Abstract The utility of unconventional noncovalent interactions (NCIs) such as chalcogen bonding has lately emerged as a robust platform to access synthetically difficult glycosides stereoselectively. Herein, we disclose the versatility of a phosphonochalcogenide (PCH) catalyst to facilitate access into the challenging, but biologically interesting 7‐membered ring α,α’‐ C ‐disubstituted oxepane core through an α‐selective strain‐release C ‐glycosylation. Methodically, this strategy represents a switch from more common but entropically less desired macrocyclizations to a thermodynamically favored ring‐expansion approach. In light of the general lack of stereoselective methods to access C ‐septanosides, a remarkable palette of silyl‐based nucleophiles can be reliably employed in our method.
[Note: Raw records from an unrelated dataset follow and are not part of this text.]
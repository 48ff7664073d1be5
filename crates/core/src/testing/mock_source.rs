//! Mock data source for testing.

use async_trait::async_trait;
use chrono::NaiveDate;
use std::collections::{HashMap, HashSet};
use std::sync::Arc;
use std::time::{Duration, Instant};
use tokio::sync::RwLock;

use super::probe::ConcurrencyProbe;
use crate::backfill::{Granularity, ResolvedInstrument};
use crate::source::{Bar, DataSource, UpstreamError};

/// A recorded fetch for test assertions.
#[derive(Debug, Clone)]
pub struct RecordedFetch {
    pub instrument: ResolvedInstrument,
    pub from: NaiveDate,
    pub to: NaiveDate,
    pub granularity: Granularity,
    /// When the fetch started.
    pub started: Instant,
    /// When the fetch returned, if it did.
    pub finished: Option<Instant>,
}

/// Mock implementation of the DataSource trait.
///
/// Provides controllable behavior for testing:
/// - Return configurable bars, globally or per symbol
/// - Fail or panic for chosen symbols
/// - Simulate latency and measure overlapping fetches
///
/// # Example
///
/// ```rust,ignore
/// let source = MockDataSource::new();
/// source.set_bars(fixtures::daily_bars(start, 3)).await;
/// source.set_symbol_error("HDFC", UpstreamError::RateLimited).await;
///
/// // After a run
/// assert_eq!(source.fetch_count().await, 2);
/// assert!(source.max_concurrent() <= 4);
/// ```
#[derive(Debug, Default)]
pub struct MockDataSource {
    /// Bars returned for symbols without their own series.
    bars: Arc<RwLock<Vec<Bar>>>,
    /// Per-symbol series.
    symbol_bars: Arc<RwLock<HashMap<String, Vec<Bar>>>>,
    /// Symbols that fail with the given error.
    symbol_errors: Arc<RwLock<HashMap<String, UpstreamError>>>,
    /// Symbols whose fetch panics.
    panic_symbols: Arc<RwLock<HashSet<String>>>,
    /// Per-symbol latency, overriding `delay`.
    symbol_delays: Arc<RwLock<HashMap<String, Duration>>>,
    /// Simulated latency for every fetch.
    delay: Arc<RwLock<Option<Duration>>>,
    /// Recorded fetches, in start order.
    fetches: Arc<RwLock<Vec<RecordedFetch>>>,
    probe: ConcurrencyProbe,
}

impl MockDataSource {
    /// Create a new mock data source returning no bars.
    pub fn new() -> Self {
        Self::default()
    }

    /// Set the bars returned for every symbol without its own series.
    pub async fn set_bars(&self, bars: Vec<Bar>) {
        *self.bars.write().await = bars;
    }

    /// Set the bars returned for one symbol.
    pub async fn set_symbol_bars(&self, symbol: &str, bars: Vec<Bar>) {
        self.symbol_bars
            .write()
            .await
            .insert(symbol.to_string(), bars);
    }

    /// Make every fetch for `symbol` fail.
    pub async fn set_symbol_error(&self, symbol: &str, error: UpstreamError) {
        self.symbol_errors
            .write()
            .await
            .insert(symbol.to_string(), error);
    }

    /// Make every fetch for `symbol` panic.
    pub async fn set_symbol_panic(&self, symbol: &str) {
        self.panic_symbols.write().await.insert(symbol.to_string());
    }

    /// Simulate latency on every fetch.
    pub async fn set_delay(&self, delay: Duration) {
        *self.delay.write().await = Some(delay);
    }

    /// Simulate latency for one symbol.
    pub async fn set_symbol_delay(&self, symbol: &str, delay: Duration) {
        self.symbol_delays
            .write()
            .await
            .insert(symbol.to_string(), delay);
    }

    /// Get all recorded fetches.
    pub async fn recorded_fetches(&self) -> Vec<RecordedFetch> {
        self.fetches.read().await.clone()
    }

    /// Number of fetches started.
    pub async fn fetch_count(&self) -> usize {
        self.fetches.read().await.len()
    }

    /// Symbols fetched, in start order.
    pub async fn fetched_symbols(&self) -> Vec<String> {
        self.fetches
            .read()
            .await
            .iter()
            .map(|f| f.instrument.symbol.clone())
            .collect()
    }

    /// Highest number of fetches observed running at once.
    pub fn max_concurrent(&self) -> usize {
        self.probe.peak()
    }

    /// Fetches running right now.
    pub fn in_flight(&self) -> usize {
        self.probe.current()
    }

    /// Clear recorded fetches.
    pub async fn clear_history(&self) {
        self.fetches.write().await.clear();
    }
}

#[async_trait]
impl DataSource for MockDataSource {
    fn name(&self) -> &str {
        "mock"
    }

    async fn fetch_series(
        &self,
        instrument: &ResolvedInstrument,
        from: NaiveDate,
        to: NaiveDate,
        granularity: Granularity,
    ) -> Result<Vec<Bar>, UpstreamError> {
        let _guard = self.probe.enter();
        let symbol = instrument.symbol.as_str();

        let index = {
            let mut fetches = self.fetches.write().await;
            fetches.push(RecordedFetch {
                instrument: instrument.clone(),
                from,
                to,
                granularity,
                started: Instant::now(),
                finished: None,
            });
            fetches.len() - 1
        };

        let delay = match self.symbol_delays.read().await.get(symbol) {
            Some(delay) => Some(*delay),
            None => *self.delay.read().await,
        };
        if let Some(delay) = delay {
            tokio::time::sleep(delay).await;
        }

        if let Some(fetch) = self.fetches.write().await.get_mut(index) {
            fetch.finished = Some(Instant::now());
        }

        let should_panic = self.panic_symbols.read().await.contains(symbol);
        if should_panic {
            panic!("mock data source panic for {}", symbol);
        }

        if let Some(error) = self.symbol_errors.read().await.get(symbol) {
            return Err(error.clone());
        }

        if let Some(bars) = self.symbol_bars.read().await.get(symbol) {
            return Ok(bars.clone());
        }
        Ok(self.bars.read().await.clone())
    }
}

#[cfg(test)]
mod tests {
    use super::*;
    use crate::testing::fixtures;

    fn date(s: &str) -> NaiveDate {
        NaiveDate::parse_from_str(s, "%Y-%m-%d").unwrap()
    }

    #[tokio::test]
    async fn test_mock_source_returns_configured_bars() {
        let source = MockDataSource::new();
        source
            .set_bars(fixtures::daily_bars(date("2024-01-01"), 2))
            .await;
        source
            .set_symbol_bars("INFY", fixtures::daily_bars(date("2024-01-01"), 5))
            .await;

        let tcs = fixtures::resolved("TCS", "NSE", 1);
        let infy = fixtures::resolved("INFY", "NSE", 2);
        let range = (date("2024-01-01"), date("2024-01-10"));

        let bars = source
            .fetch_series(&tcs, range.0, range.1, Granularity::Day)
            .await
            .unwrap();
        assert_eq!(bars.len(), 2);
        let bars = source
            .fetch_series(&infy, range.0, range.1, Granularity::Day)
            .await
            .unwrap();
        assert_eq!(bars.len(), 5);

        assert_eq!(source.fetched_symbols().await, vec!["TCS", "INFY"]);
        let fetches = source.recorded_fetches().await;
        assert!(fetches.iter().all(|f| f.finished.is_some()));
    }

    #[tokio::test]
    async fn test_mock_source_symbol_error() {
        let source = MockDataSource::new();
        source
            .set_symbol_error("SBIN", UpstreamError::Network("reset".into()))
            .await;

        let err = source
            .fetch_series(
                &fixtures::resolved("SBIN", "NSE", 3),
                date("2024-01-01"),
                date("2024-01-02"),
                Granularity::Day,
            )
            .await
            .unwrap_err();
        assert_eq!(err, UpstreamError::Network("reset".into()));
        assert_eq!(source.in_flight(), 0);
    }
}
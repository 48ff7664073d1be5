//! Backfill configuration.

use std::time::Duration;

use serde::{Deserialize, Serialize};

use super::types::Granularity;

/// Configuration for the backfill dispatcher.
#[derive(Debug, Clone, Serialize, Deserialize)]
pub struct BackfillConfig {
    /// Maximum jobs executing at once.
    #[serde(default = "default_max_concurrency")]
    pub max_concurrency: usize,

    /// Venues tried, in priority order, when resolving a symbol.
    #[serde(default = "default_venues")]
    pub venues: Vec<String>,

    /// Default bar size when none is given on the command line.
    #[serde(default)]
    pub granularity: Granularity,

    /// Resolve instruments only, without fetching or writing.
    #[serde(default)]
    pub dry_run: bool,

    /// Stop waiting for jobs after this many seconds (unset = no deadline).
    #[serde(default, skip_serializing_if = "Option::is_none")]
    pub deadline_secs: Option<u64>,

    /// Capacity of the progress event channel.
    #[serde(default = "default_progress_buffer")]
    pub progress_buffer: usize,
}

fn default_max_concurrency() -> usize {
    5
}

fn default_venues() -> Vec<String> {
    vec!["NSE".to_string(), "BSE".to_string()]
}

fn default_progress_buffer() -> usize {
    256
}

impl Default for BackfillConfig {
    fn default() -> Self {
        Self {
            max_concurrency: default_max_concurrency(),
            venues: default_venues(),
            granularity: Granularity::default(),
            dry_run: false,
            deadline_secs: None,
            progress_buffer: default_progress_buffer(),
        }
    }
}

impl BackfillConfig {
    pub fn deadline(&self) -> Option<Duration> {
        self.deadline_secs.map(Duration::from_secs)
    }
}

#[cfg(test)]
mod tests {
    use super::*;

    #[test]
    fn test_default_config() {
        let config = BackfillConfig::default();
        assert_eq!(config.max_concurrency, 5);
        assert_eq!(config.venues, vec!["NSE", "BSE"]);
        assert_eq!(config.granularity, Granularity::Day);
        assert!(!config.dry_run);
        assert!(config.deadline().is_none());
        assert_eq!(config.progress_buffer, 256);
    }

    #[test]
    fn test_deserialize_minimal() {
        let config: BackfillConfig = toml::from_str("dry_run = true").unwrap();
        assert!(config.dry_run);
        assert_eq!(config.max_concurrency, 5);
        assert_eq!(config.venues.len(), 2);
    }

    #[test]
    fn test_deserialize_full() {
        let toml = r#"
            max_concurrency = 12
            venues = ["BSE", "NSE", "MCX"]
            granularity = "15minute"
            dry_run = false
            deadline_secs = 600
            progress_buffer = 32
        "#;
        let config: BackfillConfig = toml::from_str(toml).unwrap();
        assert_eq!(config.max_concurrency, 12);
        assert_eq!(config.venues, vec!["BSE", "NSE", "MCX"]);
        assert_eq!(config.granularity, Granularity::FifteenMinute);
        assert_eq!(config.deadline(), Some(Duration::from_secs(600)));
        assert_eq!(config.progress_buffer, 32);
    }
}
This include a broad variety of useful synthons, such as easily available silyl‐allyl, silyl‐enol ether, silyl‐ketene acetal, vinylogous silyl‐ketene acetal, silyl‐alkyne and silylazide reagents. Mechanistic investigations suggest that a mechanistic shift towards an intramolecular aglycone transposition involving a pentacoordinate silicon intermediate is likely responsible in steering the stereoselectivity.